Although alkaline sulfite activation of ferrate (Fe(VI)) has advantages of fast response and high activity for degradation of organic contaminants, the specific production pathways of active species and the pH conditions still hinder its widespread application. Based on this, our study constructed a novel advanced oxidation process of calcium sulfite (CaSO3) could activated Fe(VI) continuously by Ca2+ buffering and investigated the mechanism under different pH values and CaSO3 dosages with ciprofloxacin as a target organic pollutant. The results showed that Ca2+ stabilized the process at a neutral/weakly alkaline microenvironment of pH 7–8, which could alleviate the hydrolysis of ≡FeIV=O by protons and iron hydroxyl groups. Besides, the removal of pollutants occurred efficiently when sulfate (SO32−) was excessive and had a 3:1 ratio of SO32− to Fe(VI), achieving more than 99% removal of electron-rich phenolic organic pollutants within 2 min.
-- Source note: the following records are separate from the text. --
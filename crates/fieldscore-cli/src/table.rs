//! Results table (terminal) and CSV export for a benchmark run.

use std::path::Path;

use anyhow::{Context, Result};
use serde::Serialize;

use crate::batch::{BatchSummary, PairResult};

const HEADERS: [&str; 7] = ["Document", "Model", "Elapsed (s)", "Status", "Score", "Matched", "Total"];

/// One CSV record. Unscored pairs leave `score`/`matched` empty and fill `error`.
#[derive(Debug, Serialize)]
struct CsvRow<'a> {
    document: &'a str,
    model: &'a str,
    elapsed_secs: f64,
    status: &'a str,
    score: Option<f64>,
    matched: Option<usize>,
    total: usize,
    error: Option<&'a str>,
}

impl<'a> From<&'a PairResult> for CsvRow<'a> {
    fn from(result: &'a PairResult) -> Self {
        let report = result.outcome.report();
        CsvRow {
            document: &result.document,
            model: &result.model,
            elapsed_secs: result.elapsed_secs,
            status: result.outcome.status(),
            score: report.map(|r| r.score),
            matched: report.map(|r| r.matched_leaves),
            total: result.total_leaves,
            error: result.outcome.error(),
        }
    }
}

fn cells(result: &PairResult) -> [String; 7] {
    let report = result.outcome.report();
    [
        result.document.clone(),
        result.model.clone(),
        format!("{:.2}", result.elapsed_secs),
        result.outcome.status().to_string(),
        report.map_or_else(|| "-".to_string(), |r| format!("{:.4}", r.score)),
        report.map_or_else(|| "-".to_string(), |r| r.matched_leaves.to_string()),
        result.total_leaves.to_string(),
    ]
}

/// Render the results as a bordered text table.
pub fn render_table(summary: &BatchSummary) -> String {
    let rows: Vec<[String; 7]> = summary.results.iter().map(cells).collect();

    let mut widths = HEADERS.map(str::len);
    for row in &rows {
        for (width, cell) in widths.iter_mut().zip(row) {
            *width = (*width).max(cell.chars().count());
        }
    }

    let border = {
        let mut line = String::from("+");
        for width in &widths {
            line.push_str(&"-".repeat(width + 2));
            line.push('+');
        }
        line
    };
    let format_row = |cells: &[&str]| {
        let mut line = String::from("|");
        for (cell, width) in cells.iter().zip(&widths) {
            let pad = width - cell.chars().count();
            line.push(' ');
            line.push_str(cell);
            line.push_str(&" ".repeat(pad + 1));
            line.push('|');
        }
        line
    };

    let mut out = Vec::with_capacity(rows.len() + 4);
    out.push(border.clone());
    out.push(format_row(&HEADERS[..]));
    out.push(border.clone());
    for row in &rows {
        let refs: Vec<&str> = row.iter().map(String::as_str).collect();
        out.push(format_row(refs.as_slice()));
    }
    out.push(border);
    out.join("\n")
}

/// Write one CSV record per (document, model) pair.
pub fn write_csv(path: &Path, summary: &BatchSummary) -> Result<()> {
    let mut writer = csv::Writer::from_path(path)
        .with_context(|| format!("Failed to create CSV file: {}", path.display()))?;
    for result in &summary.results {
        writer
            .serialize(CsvRow::from(result))
            .with_context(|| format!("Failed to write CSV row to {}", path.display()))?;
    }
    writer
        .flush()
        .with_context(|| format!("Failed to flush CSV file: {}", path.display()))?;
    Ok(())
}
//! Summary fields written back onto a claimant profile after a calculation
//!
//! Deriving the summary is pure; storing it goes through `ProfileStore`.

use chrono::{DateTime, Utc};
use serde::{Deserialize, Serialize};

use super::calculator::AvsCalculationResult;

/// Persistable subset of an `AvsCalculationResult`
#[derive(Debug, Clone, PartialEq, Serialize, Deserialize)]
pub struct AvsProfileSummary {
    pub profile_id: String,
    pub full_rent_fraction: f64,
    pub scale_threshold: f64,
    pub old_age_monthly: f64,
    pub disability_monthly: f64,
    pub survivor_monthly: f64,
    pub calculated_at: DateTime<Utc>,
}

impl AvsProfileSummary {
    pub fn from_result(
        profile_id: impl Into<String>,
        result: &AvsCalculationResult,
        calculated_at: DateTime<Utc>,
    ) -> Self {
        Self {
            profile_id: profile_id.into(),
            full_rent_fraction: result.full_rent_fraction,
            scale_threshold: result.scale_row.income_threshold,
            old_age_monthly: result.old_age.monthly,
            disability_monthly: result.disability.monthly,
            survivor_monthly: result.survivor.monthly,
            calculated_at,
        }
    }
}

#[cfg(test)]
mod tests {
    use super::*;
    use crate::avs::{AvsCalculator, DisabilityTier};
    use crate::scale::StatutoryScale;
    use chrono::TimeZone;

    #[test]
    fn test_summary_from_result() {
        let calc = AvsCalculator::from_repository(&StatutoryScale::default()).unwrap();
        let result = calc.calculate_pensions(50_000.0, 22, DisabilityTier::Full).unwrap();
        let at = Utc.with_ymd_and_hms(2025, 3, 1, 12, 0, 0).unwrap();

        let summary = AvsProfileSummary::from_result("p1", &result, at);
        assert_eq!(summary.profile_id, "p1");
        assert_eq!(summary.full_rent_fraction, 0.5);
        assert_eq!(summary.scale_threshold, 51_408.0);
        assert_eq!(summary.old_age_monthly, 998.0);
        assert_eq!(summary.calculated_at, at);
    }
}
By adding different radical scavengers and combining electrochemical analysis methods and electron paramagnetic resonance spectroscopy techniques to revealed that the main active species in Fe(VI)/CaSO3 process were ≡FeIV=O/≡FeV=O. Furthermore, the reactivity of various sulfate species (such as SO32−, SO3•−, SO4•−, SO5•−) with Fe(VI) was calculated using density functional theory (DFT), and it was found that Fe(VI)–SO32− reaction has a much lower energy barrier (−36.08 kcal/mol), indicating that SO32− can readily activate Fe(VI) and generate ≡FeIV=O to attack the atoms with high Fukui index (f -) in organic pollutants. The above results confirm the feasibility of Fe(VI)/CaSO3 process. Thus, this study can theoretically and practically prove that the main active species is ≡FeIV=O, rather than SO4•− or •OH in Fe(VI)/CaSO3 process.